Collected data entries
• • • • • • •

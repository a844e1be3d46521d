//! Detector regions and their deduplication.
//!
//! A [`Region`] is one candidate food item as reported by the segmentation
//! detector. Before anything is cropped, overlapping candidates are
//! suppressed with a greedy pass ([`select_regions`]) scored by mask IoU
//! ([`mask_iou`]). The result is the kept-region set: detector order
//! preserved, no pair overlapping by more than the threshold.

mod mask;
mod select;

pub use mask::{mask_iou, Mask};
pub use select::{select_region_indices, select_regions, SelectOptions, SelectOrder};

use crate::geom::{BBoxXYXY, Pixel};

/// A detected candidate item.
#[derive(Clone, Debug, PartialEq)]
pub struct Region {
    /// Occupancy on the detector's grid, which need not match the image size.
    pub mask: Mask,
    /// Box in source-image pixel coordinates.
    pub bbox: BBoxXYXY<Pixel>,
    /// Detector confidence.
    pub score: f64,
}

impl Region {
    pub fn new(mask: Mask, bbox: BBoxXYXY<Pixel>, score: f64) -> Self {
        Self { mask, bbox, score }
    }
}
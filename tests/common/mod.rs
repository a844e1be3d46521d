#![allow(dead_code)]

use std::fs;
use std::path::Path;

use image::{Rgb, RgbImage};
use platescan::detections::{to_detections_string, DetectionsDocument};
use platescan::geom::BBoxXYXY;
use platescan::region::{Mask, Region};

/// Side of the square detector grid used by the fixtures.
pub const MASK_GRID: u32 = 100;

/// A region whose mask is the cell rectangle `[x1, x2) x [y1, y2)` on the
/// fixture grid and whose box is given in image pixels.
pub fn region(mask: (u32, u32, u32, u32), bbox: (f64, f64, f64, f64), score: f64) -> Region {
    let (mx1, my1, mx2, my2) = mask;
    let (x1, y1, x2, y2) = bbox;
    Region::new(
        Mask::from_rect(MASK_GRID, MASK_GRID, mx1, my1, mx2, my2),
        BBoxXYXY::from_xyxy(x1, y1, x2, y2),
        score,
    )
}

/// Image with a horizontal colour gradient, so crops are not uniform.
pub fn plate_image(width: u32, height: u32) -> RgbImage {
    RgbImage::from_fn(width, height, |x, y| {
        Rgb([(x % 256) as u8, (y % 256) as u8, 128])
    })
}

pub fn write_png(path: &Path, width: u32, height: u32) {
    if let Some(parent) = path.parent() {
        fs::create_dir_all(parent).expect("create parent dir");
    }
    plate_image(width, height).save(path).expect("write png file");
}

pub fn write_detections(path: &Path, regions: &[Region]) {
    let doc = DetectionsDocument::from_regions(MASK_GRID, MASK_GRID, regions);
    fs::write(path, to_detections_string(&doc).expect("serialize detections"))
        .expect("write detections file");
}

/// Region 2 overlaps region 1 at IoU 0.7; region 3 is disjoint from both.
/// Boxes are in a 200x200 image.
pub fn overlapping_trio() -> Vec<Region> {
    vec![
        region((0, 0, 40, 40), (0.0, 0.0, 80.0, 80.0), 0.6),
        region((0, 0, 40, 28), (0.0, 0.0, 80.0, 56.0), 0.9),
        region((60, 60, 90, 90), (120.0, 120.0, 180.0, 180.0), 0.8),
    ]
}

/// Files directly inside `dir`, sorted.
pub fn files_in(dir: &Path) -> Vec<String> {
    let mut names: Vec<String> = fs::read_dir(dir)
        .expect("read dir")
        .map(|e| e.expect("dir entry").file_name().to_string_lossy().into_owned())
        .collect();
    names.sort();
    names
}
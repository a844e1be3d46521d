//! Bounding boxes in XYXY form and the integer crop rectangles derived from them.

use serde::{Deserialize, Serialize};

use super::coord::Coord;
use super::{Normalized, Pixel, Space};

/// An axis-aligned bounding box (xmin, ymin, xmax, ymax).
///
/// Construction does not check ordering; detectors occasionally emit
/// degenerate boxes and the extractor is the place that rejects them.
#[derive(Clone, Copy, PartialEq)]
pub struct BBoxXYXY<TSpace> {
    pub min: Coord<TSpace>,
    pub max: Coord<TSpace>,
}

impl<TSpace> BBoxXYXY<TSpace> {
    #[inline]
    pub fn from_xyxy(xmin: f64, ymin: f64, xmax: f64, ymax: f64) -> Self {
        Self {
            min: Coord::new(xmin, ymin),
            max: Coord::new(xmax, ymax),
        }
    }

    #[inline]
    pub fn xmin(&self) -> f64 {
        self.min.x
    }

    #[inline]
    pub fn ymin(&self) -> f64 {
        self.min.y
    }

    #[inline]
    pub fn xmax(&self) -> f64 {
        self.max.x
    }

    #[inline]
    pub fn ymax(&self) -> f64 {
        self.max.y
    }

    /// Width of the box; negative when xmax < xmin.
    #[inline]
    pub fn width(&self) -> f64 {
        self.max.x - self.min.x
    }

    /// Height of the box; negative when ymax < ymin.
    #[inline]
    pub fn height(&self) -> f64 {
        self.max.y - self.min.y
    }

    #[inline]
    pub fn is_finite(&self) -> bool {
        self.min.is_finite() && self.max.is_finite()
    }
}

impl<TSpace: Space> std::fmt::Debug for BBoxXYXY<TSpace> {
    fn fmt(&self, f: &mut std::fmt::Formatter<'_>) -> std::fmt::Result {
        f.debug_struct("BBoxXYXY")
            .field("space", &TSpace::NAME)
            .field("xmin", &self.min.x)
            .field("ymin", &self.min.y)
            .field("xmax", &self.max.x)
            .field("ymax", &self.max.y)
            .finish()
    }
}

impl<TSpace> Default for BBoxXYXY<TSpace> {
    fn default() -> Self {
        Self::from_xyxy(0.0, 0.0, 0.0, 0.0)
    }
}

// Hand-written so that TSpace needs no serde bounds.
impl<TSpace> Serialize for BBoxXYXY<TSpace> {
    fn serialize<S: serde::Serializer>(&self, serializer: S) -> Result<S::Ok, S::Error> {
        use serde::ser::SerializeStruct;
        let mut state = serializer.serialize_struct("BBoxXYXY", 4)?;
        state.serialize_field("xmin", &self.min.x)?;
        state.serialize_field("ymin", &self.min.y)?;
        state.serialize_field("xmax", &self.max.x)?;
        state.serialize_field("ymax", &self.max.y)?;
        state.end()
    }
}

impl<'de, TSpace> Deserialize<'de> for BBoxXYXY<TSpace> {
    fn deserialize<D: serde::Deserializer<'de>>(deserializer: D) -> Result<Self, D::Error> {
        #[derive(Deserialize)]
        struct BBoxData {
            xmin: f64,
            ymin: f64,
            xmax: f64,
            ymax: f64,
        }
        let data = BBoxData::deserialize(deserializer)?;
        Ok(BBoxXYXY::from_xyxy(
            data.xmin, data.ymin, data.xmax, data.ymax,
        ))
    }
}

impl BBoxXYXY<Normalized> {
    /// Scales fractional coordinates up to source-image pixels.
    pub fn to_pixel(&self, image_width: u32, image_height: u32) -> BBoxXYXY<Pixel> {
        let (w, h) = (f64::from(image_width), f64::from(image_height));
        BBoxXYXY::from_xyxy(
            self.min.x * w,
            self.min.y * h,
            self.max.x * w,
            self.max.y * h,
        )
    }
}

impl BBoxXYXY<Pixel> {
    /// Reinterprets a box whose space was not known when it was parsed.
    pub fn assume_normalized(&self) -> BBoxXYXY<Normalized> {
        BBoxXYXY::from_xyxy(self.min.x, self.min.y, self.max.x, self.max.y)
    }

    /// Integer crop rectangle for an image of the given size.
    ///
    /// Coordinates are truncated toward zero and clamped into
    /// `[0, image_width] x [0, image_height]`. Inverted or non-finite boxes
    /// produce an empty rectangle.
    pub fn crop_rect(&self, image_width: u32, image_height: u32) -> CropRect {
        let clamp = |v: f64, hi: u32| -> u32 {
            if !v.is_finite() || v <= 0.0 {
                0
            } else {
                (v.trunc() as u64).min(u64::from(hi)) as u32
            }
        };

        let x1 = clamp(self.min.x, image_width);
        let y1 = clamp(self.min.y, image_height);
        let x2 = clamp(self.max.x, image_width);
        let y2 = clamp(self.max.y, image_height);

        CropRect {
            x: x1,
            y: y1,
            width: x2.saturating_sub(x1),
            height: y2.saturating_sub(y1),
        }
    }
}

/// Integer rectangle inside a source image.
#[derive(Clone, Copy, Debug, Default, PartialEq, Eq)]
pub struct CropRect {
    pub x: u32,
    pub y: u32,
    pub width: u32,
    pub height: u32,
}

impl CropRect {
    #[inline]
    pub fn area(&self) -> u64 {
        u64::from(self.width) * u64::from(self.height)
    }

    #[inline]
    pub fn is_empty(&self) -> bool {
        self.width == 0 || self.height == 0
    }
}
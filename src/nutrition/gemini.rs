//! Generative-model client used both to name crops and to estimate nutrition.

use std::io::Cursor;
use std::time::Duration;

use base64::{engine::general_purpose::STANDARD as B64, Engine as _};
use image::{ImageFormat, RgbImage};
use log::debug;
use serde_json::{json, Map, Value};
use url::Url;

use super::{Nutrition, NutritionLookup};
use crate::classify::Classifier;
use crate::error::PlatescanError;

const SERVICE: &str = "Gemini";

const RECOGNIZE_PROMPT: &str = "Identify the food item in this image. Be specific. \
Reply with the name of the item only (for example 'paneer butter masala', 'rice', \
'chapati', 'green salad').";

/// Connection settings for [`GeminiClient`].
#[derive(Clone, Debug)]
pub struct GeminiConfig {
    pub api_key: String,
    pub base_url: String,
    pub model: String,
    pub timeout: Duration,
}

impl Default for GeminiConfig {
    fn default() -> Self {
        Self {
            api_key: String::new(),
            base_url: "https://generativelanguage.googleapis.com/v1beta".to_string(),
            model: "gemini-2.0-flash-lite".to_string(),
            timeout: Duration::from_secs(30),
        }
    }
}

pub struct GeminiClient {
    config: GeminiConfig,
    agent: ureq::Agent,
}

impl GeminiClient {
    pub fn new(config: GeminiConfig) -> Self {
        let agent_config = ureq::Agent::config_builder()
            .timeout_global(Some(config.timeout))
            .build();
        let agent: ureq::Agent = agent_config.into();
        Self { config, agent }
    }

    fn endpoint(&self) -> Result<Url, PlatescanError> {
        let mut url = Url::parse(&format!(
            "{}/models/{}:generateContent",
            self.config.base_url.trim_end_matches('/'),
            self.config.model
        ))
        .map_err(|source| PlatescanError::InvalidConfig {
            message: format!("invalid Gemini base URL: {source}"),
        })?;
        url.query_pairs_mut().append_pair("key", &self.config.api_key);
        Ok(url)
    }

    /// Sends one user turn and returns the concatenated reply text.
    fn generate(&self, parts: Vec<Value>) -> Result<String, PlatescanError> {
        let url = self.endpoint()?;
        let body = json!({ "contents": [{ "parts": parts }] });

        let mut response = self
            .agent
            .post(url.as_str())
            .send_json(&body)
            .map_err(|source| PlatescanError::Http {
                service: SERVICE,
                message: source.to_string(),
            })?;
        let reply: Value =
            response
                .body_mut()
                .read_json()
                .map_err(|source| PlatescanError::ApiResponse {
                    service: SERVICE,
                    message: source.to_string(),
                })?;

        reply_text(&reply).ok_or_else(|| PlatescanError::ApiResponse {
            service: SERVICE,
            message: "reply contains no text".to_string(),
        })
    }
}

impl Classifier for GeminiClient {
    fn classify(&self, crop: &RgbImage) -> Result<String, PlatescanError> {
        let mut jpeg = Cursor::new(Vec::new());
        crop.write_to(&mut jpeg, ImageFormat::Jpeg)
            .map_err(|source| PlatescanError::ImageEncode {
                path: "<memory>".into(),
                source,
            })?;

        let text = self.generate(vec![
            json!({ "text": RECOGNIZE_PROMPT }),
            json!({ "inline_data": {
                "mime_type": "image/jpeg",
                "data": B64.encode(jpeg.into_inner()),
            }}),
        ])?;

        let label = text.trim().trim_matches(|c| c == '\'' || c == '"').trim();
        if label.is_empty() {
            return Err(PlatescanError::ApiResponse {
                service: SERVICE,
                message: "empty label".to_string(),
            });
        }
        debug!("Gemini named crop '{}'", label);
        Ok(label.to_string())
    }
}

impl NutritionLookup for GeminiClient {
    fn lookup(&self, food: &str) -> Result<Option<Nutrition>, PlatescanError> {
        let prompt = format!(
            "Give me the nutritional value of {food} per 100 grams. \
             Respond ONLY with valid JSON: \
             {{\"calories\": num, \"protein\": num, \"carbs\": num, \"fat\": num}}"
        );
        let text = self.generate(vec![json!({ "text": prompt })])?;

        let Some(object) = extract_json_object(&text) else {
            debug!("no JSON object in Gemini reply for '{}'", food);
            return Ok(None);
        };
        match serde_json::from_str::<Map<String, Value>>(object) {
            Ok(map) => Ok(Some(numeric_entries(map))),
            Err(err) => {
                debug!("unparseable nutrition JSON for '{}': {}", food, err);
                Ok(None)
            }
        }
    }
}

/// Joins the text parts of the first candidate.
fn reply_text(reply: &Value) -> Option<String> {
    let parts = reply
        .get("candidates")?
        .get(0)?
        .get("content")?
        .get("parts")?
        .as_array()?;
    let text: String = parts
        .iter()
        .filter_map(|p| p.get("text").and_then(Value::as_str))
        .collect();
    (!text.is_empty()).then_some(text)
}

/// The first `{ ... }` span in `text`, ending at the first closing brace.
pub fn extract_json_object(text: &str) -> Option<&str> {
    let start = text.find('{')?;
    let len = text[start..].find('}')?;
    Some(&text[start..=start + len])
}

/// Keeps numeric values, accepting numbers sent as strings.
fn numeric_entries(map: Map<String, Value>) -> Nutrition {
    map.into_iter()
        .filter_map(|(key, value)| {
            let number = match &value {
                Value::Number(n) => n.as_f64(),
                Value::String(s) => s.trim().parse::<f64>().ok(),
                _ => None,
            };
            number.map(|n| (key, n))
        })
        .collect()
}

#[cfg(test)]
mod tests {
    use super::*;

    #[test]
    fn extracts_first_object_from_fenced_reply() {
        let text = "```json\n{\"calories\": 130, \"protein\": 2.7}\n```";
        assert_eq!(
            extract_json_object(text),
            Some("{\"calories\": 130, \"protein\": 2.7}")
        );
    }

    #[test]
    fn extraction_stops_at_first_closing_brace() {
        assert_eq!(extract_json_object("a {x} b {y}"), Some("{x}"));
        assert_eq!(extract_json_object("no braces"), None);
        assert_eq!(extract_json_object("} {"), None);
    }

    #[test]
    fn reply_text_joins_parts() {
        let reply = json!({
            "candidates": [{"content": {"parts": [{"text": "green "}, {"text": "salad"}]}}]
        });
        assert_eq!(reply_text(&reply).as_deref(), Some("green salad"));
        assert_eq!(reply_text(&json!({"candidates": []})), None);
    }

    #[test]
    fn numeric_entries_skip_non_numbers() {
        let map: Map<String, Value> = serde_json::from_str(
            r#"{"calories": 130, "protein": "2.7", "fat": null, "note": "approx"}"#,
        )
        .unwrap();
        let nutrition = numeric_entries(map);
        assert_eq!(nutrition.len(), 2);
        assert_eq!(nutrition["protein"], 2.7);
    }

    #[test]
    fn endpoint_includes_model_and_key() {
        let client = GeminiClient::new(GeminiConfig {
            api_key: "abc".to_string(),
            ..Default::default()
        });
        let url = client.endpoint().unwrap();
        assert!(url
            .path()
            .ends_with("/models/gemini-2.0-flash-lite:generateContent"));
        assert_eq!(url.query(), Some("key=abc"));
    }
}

• • • • • • •

- [Your goal]:
Your answer should be only a number: how many lines in the records hold the word "generateContent".

- [Response below]:
2